“El Patio Criollo fue un lugar emblemático”

Bety Basile vive en EE.UU., pero siempre vuelve a Derqui. Es hija de Regina y Antonio, fundadores del mítico restaurante.

Bety, Vivi y Techi, tres amigas en la Librería El Bodegón donde degustaron unas ricas empanadas de la Tía Mary y el Tío Dick, entre anécdotas, chacareras y rock and roll.

Acá pasó parte de su infancia y adolescencia. Sus padres compraron una quinta en las afueras del pueblo y luego en pleno centro, sobre Avenida de Mayo, donde abrieron un restaurante en la década del sesenta: El Patio Criollo, que funcionó donde hoy está la Librería Alicia.

“Primero veníamos a Derqui los fines de semana, en caravana, con familiares y amigos. Por Ruta 8 porque no existía la Panamericana. Era un pueblito muy pintoresco.

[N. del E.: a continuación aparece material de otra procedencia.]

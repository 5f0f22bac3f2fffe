//! dlang Compiler
//!
//! Lowers a dlang AST into a typed module IR, checks it, and serializes it
//! into a binary module for the stack machine.
//!
//! ## Pipeline
//!
//! - **Generation**: [`ModuleGenerator`] compiles every function declaration
//!   with its own [`FunctionCompiler`] and commits the results in
//!   declaration order
//! - **Validation**: [`Validator`] simulates the operand stack of every body
//! - **Encoding**: [`Encoder`] writes the binary sections
//!
//! ## Modules
//!
//! - [`context`]: Per-function compilation context
//! - [`emit`]: Instruction builder
//! - [`encode`]: Binary encoder on top of `wasm_encoder`
//! - [`expr`]: Expression compiler
//! - [`ir`]: Module IR (types, functions, instructions)
//! - [`passes`]: Module generation pass
//! - [`scope`]: Binding table with nested block scopes
//! - [`stmt`]: Statement compiler
//! - [`type_resolver`]: Signature resolution extension point
//! - [`validate`]: Stack and type validation

pub mod context;
pub mod emit;
pub mod encode;
pub mod expr;
pub mod function_compiler;
pub mod ir;
mod options;
pub mod passes;
pub mod scope;
pub mod stmt;
pub mod type_resolver;
pub mod validate;

pub use context::FunctionContext;
pub use emit::InstructionBuilder;
pub use encode::Encoder;
pub use expr::ExprCompiler;
pub use function_compiler::{FunctionCompiler, PendingFunction};
pub use ir::{FuncType, Function, Instruction, ModuleIr, NumericOp, TypeTable};
pub use options::CodegenOptions;
pub use passes::ModuleGenerator;
pub use scope::{Binding, BindingTable};
pub use stmt::StmtCompiler;
pub use type_resolver::{NumericResolver, SignatureResolver};
pub use validate::{FunctionStats, ValidationReport, Validator};

// Re-export the error types from core for convenience
pub use dlang_core::{CompilationError, Diagnostics, EncodingError, ValidationError};

use dlang_ast::Module;

/// Generate the IR for a module.
///
/// Convenience wrapper around [`ModuleGenerator`].
pub fn generate_module(
    module: &Module<'_>,
    resolver: &dyn SignatureResolver,
    options: &CodegenOptions,
) -> Result<ModuleIr, Diagnostics> {
    ModuleGenerator::new(resolver, options).run(module)
}
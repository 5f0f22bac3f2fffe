//! Core types shared by every dlang backend crate.
//!
//! - [`Span`] - source locations attached to AST nodes and diagnostics
//! - [`ValType`] - the value types of the target stack machine
//! - [`error`] - the error hierarchy for generation, validation and encoding

pub mod error;
mod span;
mod value_type;

pub use error::{
    CompilationError, Diagnostics, DlangError, EncodingError, ValidationError,
};
pub use span::Span;
pub use value_type::ValType;
use std::fmt;

use super::{Function, Instruction, TypeTable};

/// A complete module: deduplicated types and functions in declaration order.
#[derive(Debug, Clone, Default, PartialEq, Eq)]
pub struct ModuleIr {
    pub types: TypeTable,
    pub functions: Vec<Function>,
}

impl ModuleIr {
    pub fn new() -> Self {
        Self::default()
    }
}

/// Text listing of the module, for debugging and snapshot-style tests.
impl fmt::Display for ModuleIr {
    fn fmt(&self, f: &mut fmt::Formatter<'_>) -> fmt::Result {
        for (i, ty) in self.types.types().iter().enumerate() {
            writeln!(f, "type {i}: {ty}")?;
        }
        for (i, func) in self.functions.iter().enumerate() {
            writeln!(
                f,
                "func {i} \"{}\" type {} locals {:?}",
                func.name, func.type_index, func.locals
            )?;
            for line in Instruction::listing(&func.body).lines() {
                writeln!(f, "  {line}")?;
            }
        }
        Ok(())
    }
}
//! Shared helpers for the integration tests.
//!
//! Encoded modules are read back with `wasmparser`, so every helper also
//! checks that the bytes parse.

#![allow(dead_code)]

use dlang::ValType;
use wasmparser::{Parser, Payload};

/// Sections the encoder can emit.
#[derive(Debug, Clone, Copy, PartialEq, Eq)]
pub enum SectionId {
    Custom,
    Type,
    Function,
    Export,
    Code,
}

/// A section of an encoded module.
///
/// `payload` is the section contents after the size. For a custom section it
/// is the data after the section name.
#[derive(Debug, Clone, Copy, PartialEq, Eq)]
pub struct Section<'a> {
    pub id: SectionId,
    pub name: Option<&'a str>,
    pub payload: &'a [u8],
}

fn payloads(bytes: &[u8]) -> Vec<Payload<'_>> {
    assert_eq!(&bytes[..8], b"\0asm\x01\0\0\0", "bad module header");
    Parser::new(0)
        .parse_all(bytes)
        .collect::<Result<Vec<_>, _>>()
        .expect("module parses")
}

/// Split an encoded module into its sections.
pub fn sections(bytes: &[u8]) -> Vec<Section<'_>> {
    let mut out = Vec::new();
    for payload in payloads(bytes) {
        let (id, name, payload) = match payload {
            Payload::TypeSection(reader) => (SectionId::Type, None, &bytes[reader.range()]),
            Payload::FunctionSection(reader) => {
                (SectionId::Function, None, &bytes[reader.range()])
            }
            Payload::ExportSection(reader) => (SectionId::Export, None, &bytes[reader.range()]),
            Payload::CodeSectionStart { range, .. } => (SectionId::Code, None, &bytes[range]),
            Payload::CustomSection(reader) => {
                (SectionId::Custom, Some(reader.name()), reader.data())
            }
            Payload::Version { .. } | Payload::CodeSectionEntry(_) | Payload::End(_) => continue,
            other => panic!("unexpected payload {other:?}"),
        };
        out.push(Section { id, name, payload });
    }
    out
}

/// Section ids in encoded order.
pub fn section_ids(bytes: &[u8]) -> Vec<SectionId> {
    sections(bytes).iter().map(|s| s.id).collect()
}

/// Payload of the first section with `id`.
pub fn section(bytes: &[u8], id: SectionId) -> Option<&[u8]> {
    sections(bytes)
        .into_iter()
        .find(|s| s.id == id)
        .map(|s| s.payload)
}

/// Function types of the type section, as `(params, results)`.
pub fn func_types(bytes: &[u8]) -> Vec<(Vec<ValType>, Vec<ValType>)> {
    let mut types = Vec::new();
    for payload in payloads(bytes) {
        let Payload::TypeSection(reader) = payload else {
            continue;
        };
        for ty in reader.into_iter_err_on_gc_types() {
            let ty = ty.expect("function type");
            types.push((val_types(ty.params()), val_types(ty.results())));
        }
    }
    types
}

fn val_types(types: &[wasmparser::ValType]) -> Vec<ValType> {
    types
        .iter()
        .map(|ty| match ty {
            wasmparser::ValType::I32 => ValType::I32,
            wasmparser::ValType::I64 => ValType::I64,
            wasmparser::ValType::F32 => ValType::F32,
            wasmparser::ValType::F64 => ValType::F64,
            other => panic!("unexpected value type {other:?}"),
        })
        .collect()
}

/// Function bodies (locals + code) without their size prefix.
pub fn code_bodies(bytes: &[u8]) -> Vec<&[u8]> {
    payloads(bytes)
        .into_iter()
        .filter_map(|payload| match payload {
            Payload::CodeSectionEntry(body) => Some(&bytes[body.range()]),
            _ => None,
        })
        .collect()
}

/// Run the `wasmparser` validator over an encoded module.
pub fn assert_valid(bytes: &[u8]) {
    if let Err(err) = wasmparser::validate(bytes) {
        panic!("module failed validation: {err}");
    }
}
//! Function types and the module type table.

use std::fmt;

use dlang_core::ValType;
use rustc_hash::FxHashMap;

/// A function signature: parameter and result value types.
#[derive(Debug, Clone, PartialEq, Eq, Hash, Default)]
pub struct FuncType {
    pub params: Vec<ValType>,
    pub results: Vec<ValType>,
}

impl FuncType {
    pub fn new(params: Vec<ValType>, results: Vec<ValType>) -> Self {
        Self { params, results }
    }
}

impl fmt::Display for FuncType {
    fn fmt(&self, f: &mut fmt::Formatter<'_>) -> fmt::Result {
        let join = |tys: &[ValType]| {
            tys.iter()
                .map(ValType::name)
                .collect::<Vec<_>>()
                .join(", ")
        };
        write!(f, "({}) -> ({})", join(&self.params), join(&self.results))
    }
}

/// Module-level function type table with structural deduplication.
///
/// Interning the same signature twice returns the same index.
#[derive(Debug, Clone, Default)]
pub struct TypeTable {
    /// Types in index order.
    types: Vec<FuncType>,
    /// Deduplication index: maps type to its position.
    index: FxHashMap<FuncType, u32>,
}

impl TypeTable {
    pub fn new() -> Self {
        Self::default()
    }

    /// Add or get an existing type, returning its index.
    pub fn intern(&mut self, ty: FuncType) -> u32 {
        if let Some(&idx) = self.index.get(&ty) {
            return idx;
        }

        let idx = self.types.len() as u32;
        self.types.push(ty.clone());
        self.index.insert(ty, idx);
        idx
    }

    /// Get a type by index.
    pub fn get(&self, index: u32) -> Option<&FuncType> {
        self.types.get(index as usize)
    }

    /// All types in index order.
    pub fn types(&self) -> &[FuncType] {
        &self.types
    }

    pub fn len(&self) -> usize {
        self.types.len()
    }

    pub fn is_empty(&self) -> bool {
        self.types.is_empty()
    }
}

impl PartialEq for TypeTable {
    fn eq(&self, other: &Self) -> bool {
        self.types == other.types
    }
}

impl Eq for TypeTable {}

Yo tendría cinco años”, arranca contando a El Apogeo Diario, Bety Basile, quien hizo la primaria en el colegio Santa Rita de Palermo “y en la secundaria estuve 3 años en el Copello, porque ya nos habíamos mudado”.

La charla se detiene a recordar a sus padres.

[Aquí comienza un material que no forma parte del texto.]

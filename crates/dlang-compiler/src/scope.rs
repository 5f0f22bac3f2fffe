//! Binding table for function compilation.
//!
//! `BindingTable` maps variable names to local slots while a single function
//! body is lowered. It handles:
//! - Slot allocation in declaration order, parameters first
//! - Nested block scopes
//! - Shadowing with restoration of the outer binding on scope exit
//!
//! Slots are never reused. A variable declared in a block keeps its slot after
//! the block ends, so the slot list doubles as the function's local list.

use dlang_core::{CompilationError, Span, ValType};
use rustc_hash::FxHashMap;

type Result<T> = std::result::Result<T, CompilationError>;

/// A resolved variable binding.
#[derive(Debug, Clone, PartialEq)]
pub struct Binding {
    /// Variable name
    pub name: String,
    /// Value type of the slot
    pub ty: ValType,
    /// Local slot index
    pub slot: u32,
    /// Scope depth where declared (0 = function scope)
    pub depth: u32,
    /// Source location of the declaration
    pub span: Span,
}

/// Name-to-slot table for one function activation.
#[derive(Debug, Default)]
pub struct BindingTable {
    /// Visible bindings by name
    bindings: FxHashMap<String, Binding>,

    /// Current scope depth (0 = function scope)
    depth: u32,

    /// Bindings hidden by an inner declaration, tagged with the depth at
    /// which the shadowing happened.
    shadowed: Vec<(u32, Binding)>,

    /// Value type of every allocated slot, indexed by slot.
    slots: Vec<ValType>,
}

impl BindingTable {
    pub fn new() -> Self {
        Self::default()
    }

    // ==========================================================================
    // Scope Management
    // ==========================================================================

    /// Enter a nested block scope.
    pub fn push_scope(&mut self) {
        self.depth += 1;
    }

    /// Leave the current block scope, hiding its bindings and restoring the
    /// ones they shadowed.
    pub fn pop_scope(&mut self) -> Result<()> {
        if self.depth == 0 {
            return Err(CompilationError::internal(
                "pop_scope called at function scope",
            ));
        }

        let depth = self.depth;
        self.bindings.retain(|_, binding| binding.depth < depth);

        while let Some((shadowing_depth, _)) = self.shadowed.last() {
            if *shadowing_depth != depth {
                break;
            }
            if let Some((_, binding)) = self.shadowed.pop() {
                self.bindings.insert(binding.name.clone(), binding);
            }
        }

        self.depth -= 1;
        Ok(())
    }

    // ==========================================================================
    // Declaration
    // ==========================================================================

    /// Declare a variable in the current scope and allocate its slot.
    ///
    /// Fails with `DuplicateBinding` if the name is already declared at this
    /// depth. A binding from an outer depth is shadowed until the scope ends.
    pub fn declare(&mut self, name: &str, ty: ValType, span: Span) -> Result<u32> {
        if let Some(existing) = self.bindings.get(name) {
            if existing.depth == self.depth {
                return Err(CompilationError::DuplicateBinding {
                    name: name.to_string(),
                    original_span: existing.span,
                    new_span: span,
                });
            }
            self.shadowed.push((self.depth, existing.clone()));
        }

        let slot = self.allocate_slot(ty);
        self.bindings.insert(
            name.to_string(),
            Binding {
                name: name.to_string(),
                ty,
                slot,
                depth: self.depth,
                span,
            },
        );
        Ok(slot)
    }

    /// Declare a function parameter.
    ///
    /// Parameters live at function scope, so a body-level `let` with the same
    /// name is a redeclaration.
    pub fn declare_param(&mut self, name: &str, ty: ValType, span: Span) -> Result<u32> {
        if self.depth != 0 || self.slots.len() != self.bindings.len() {
            return Err(CompilationError::internal(
                "parameters must be declared before any local",
            ));
        }
        self.declare(name, ty, span)
    }

    fn allocate_slot(&mut self, ty: ValType) -> u32 {
        let slot = self.slots.len() as u32;
        self.slots.push(ty);
        slot
    }

    // ==========================================================================
    // Lookup
    // ==========================================================================

    /// Look up the innermost visible binding for `name`.
    pub fn lookup(&self, name: &str) -> Option<&Binding> {
        self.bindings.get(name)
    }

    // ==========================================================================
    // Accessors
    // ==========================================================================

    /// Number of slots allocated so far.
    pub fn slot_count(&self) -> u32 {
        self.slots.len() as u32
    }

    /// Consume the table, returning the value type of every slot in order.
    pub fn into_locals(self) -> Vec<ValType> {
        self.slots
    }
}

// ============================================================================
// Tests
// ============================================================================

“Mi madre nació en Paraguay, la casaron a los 15 años, tuvo dos hijos y estaba en una buena posición económica. Su primer marido, del que siempre nos habló muy bien, tenía un restaurante en Asunción, muy conocido y frecuentado por la farándula de allá. El hombre falleció de leucemia y mi madre enviudó. Así que a los 20 años se vino para Argentina”. 

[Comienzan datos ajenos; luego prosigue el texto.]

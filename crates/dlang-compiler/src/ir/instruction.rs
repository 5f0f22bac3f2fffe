//! Stack-machine instructions.

use std::fmt;

use dlang_core::ValType;

/// Arithmetic on two `i32` operands.
#[derive(Debug, Clone, Copy, PartialEq, Eq, Hash)]
pub enum NumericOp {
    Add,
    Sub,
    Mul,
    /// Signed division, truncating toward zero.
    DivSigned,
}

impl NumericOp {
    pub fn mnemonic(&self) -> &'static str {
        match self {
            NumericOp::Add => "i32.add",
            NumericOp::Sub => "i32.sub",
            NumericOp::Mul => "i32.mul",
            NumericOp::DivSigned => "i32.div_s",
        }
    }
}

/// A single IR instruction.
///
/// Every instruction sequence, a function body or a block body, ends with
/// exactly one [`Instruction::End`].
#[derive(Debug, Clone, PartialEq, Eq, Hash)]
pub enum Instruction {
    /// Push an `i32` constant.
    Const(i32),
    /// Push the value of a local slot.
    LocalGet(u32),
    /// Pop into a local slot.
    LocalSet(u32),
    /// Pop two operands, push the result.
    Binary(NumericOp),
    /// Discard the top of the stack.
    Drop,
    /// Structured block with its own instruction sequence.
    Block {
        /// Value left by the block, if any.
        result: Option<ValType>,
        /// Nested sequence, terminated by `End`.
        body: Vec<Instruction>,
    },
    /// Terminates a sequence.
    End,
}

impl Instruction {
    /// Number of instructions including those nested in blocks.
    pub fn deep_len(&self) -> usize {
        match self {
            Instruction::Block { body, .. } => 1 + body.iter().map(Self::deep_len).sum::<usize>(),
            _ => 1,
        }
    }

    fn write_indented(&self, f: &mut fmt::Formatter<'_>, indent: usize) -> fmt::Result {
        let pad = indent * 2;
        match self {
            Instruction::Const(v) => writeln!(f, "{:pad$}i32.const {v}", ""),
            Instruction::LocalGet(slot) => writeln!(f, "{:pad$}local.get {slot}", ""),
            Instruction::LocalSet(slot) => writeln!(f, "{:pad$}local.set {slot}", ""),
            Instruction::Binary(op) => writeln!(f, "{:pad$}{}", "", op.mnemonic()),
            Instruction::Drop => writeln!(f, "{:pad$}drop", ""),
            Instruction::End => writeln!(f, "{:pad$}end", ""),
            Instruction::Block { result, body } => {
                match result {
                    Some(ty) => writeln!(f, "{:pad$}block (result {ty})", "")?,
                    None => writeln!(f, "{:pad$}block", "")?,
                }
                for inst in body {
                    inst.write_indented(f, indent + 1)?;
                }
                Ok(())
            }
        }
    }

    /// Render a sequence as indented text, one instruction per line.
    pub fn listing(seq: &[Instruction]) -> String {
        struct Listing<'a>(&'a [Instruction]);

        impl fmt::Display for Listing<'_> {
            fn fmt(&self, f: &mut fmt::Formatter<'_>) -> fmt::Result {
                for inst in self.0 {
                    inst.write_indented(f, 0)?;
                }
                Ok(())
            }
        }

        Listing(seq).to_string()
    }
}

impl fmt::Display for Instruction {
    fn fmt(&self, f: &mut fmt::Formatter<'_>) -> fmt::Result {
        self.write_indented(f, 0)
    }
}
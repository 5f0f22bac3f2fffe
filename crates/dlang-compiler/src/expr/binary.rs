//! Binary expression compilation.
//!
//! Operands are lowered left then right, followed by the operator, so the
//! emitted sequence is the post-order walk of the expression tree.

use dlang_ast::{BinaryExpr, BinaryOp};
use dlang_core::{CompilationError, ValType};

use super::{ExprCompiler, Result};
use crate::ir::NumericOp;

/// Map a source operator to its `i32` instruction.
pub fn numeric_op(op: BinaryOp) -> Option<NumericOp> {
    match op {
        BinaryOp::Add => Some(NumericOp::Add),
        BinaryOp::Sub => Some(NumericOp::Sub),
        BinaryOp::Mul => Some(NumericOp::Mul),
        BinaryOp::Div => Some(NumericOp::DivSigned),
        BinaryOp::Mod
        | BinaryOp::Assign
        | BinaryOp::Equal
        | BinaryOp::LogicalAnd
        | BinaryOp::LogicalOr
        | BinaryOp::BitwiseAnd => None,
    }
}

/// Compile a binary expression.
pub fn compile_binary(
    compiler: &mut ExprCompiler<'_, '_>,
    bin: &BinaryExpr<'_>,
) -> Result<Option<ValType>> {
    // Reject before emitting anything so no operand code is left behind.
    let Some(op) = numeric_op(bin.op) else {
        return Err(CompilationError::UnsupportedOperator {
            op: bin.op.to_string(),
            span: bin.span,
        });
    };

    let left = compiler.compile_value(bin.left, "left operand")?;
    let right = compiler.compile_value(bin.right, "right operand")?;

    for (ty, operand) in [(left, bin.left), (right, bin.right)] {
        if ty != ValType::I32 {
            return Err(CompilationError::TypeMismatch {
                message: format!("operator '{}' expects i32 operands, found {ty}", bin.op),
                span: operand.span(),
            });
        }
    }

    compiler.emitter().emit_binary(op);
    Ok(Some(ValType::I32))
}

Acá Regina empezó a estudiar, a fines del 40 nuestro país era el granero del mundo, fue cuando se cruzó con Antonio, su gran compañero.

“Conoció a mi padre, se pusieron de novios y a los dos años y medio nací yo, año 53”.

Quién hubiera dicho que el destino los traería a Derqui.

-Y ¿cómo nació El Patio Criollo?

-Mi papá estaba con mis tíos sentados en la vereda, en Av. de Mayo, y pasó el carnaval. Ahí se les ocurrió armar una parrilla y hacer unos sanguches de chorizo. Así empezó todo.

El lugar fue creciendo “con mi madre dueña y señora de la cocina”, se fue haciendo conocido, especialmente porque en Derqui se filmaron dos películas importantes: Bicho raro (1965), con Luís Sandrini como protagonista; y el boom del momento, El Dependiente (1969), de Leonardo Favio, con artistas de primer nivel como Graciela Borges y Walter Vidarte.

“Todos paraban en El Patio Criollo, incluso llegaron a dormir en casa, tengo fotos de mi mamá con Carola y Favio, hasta les dejaron unas dedicatorias muy lindas que aún conservo”, cuenta mientras nos comparte el valioso material.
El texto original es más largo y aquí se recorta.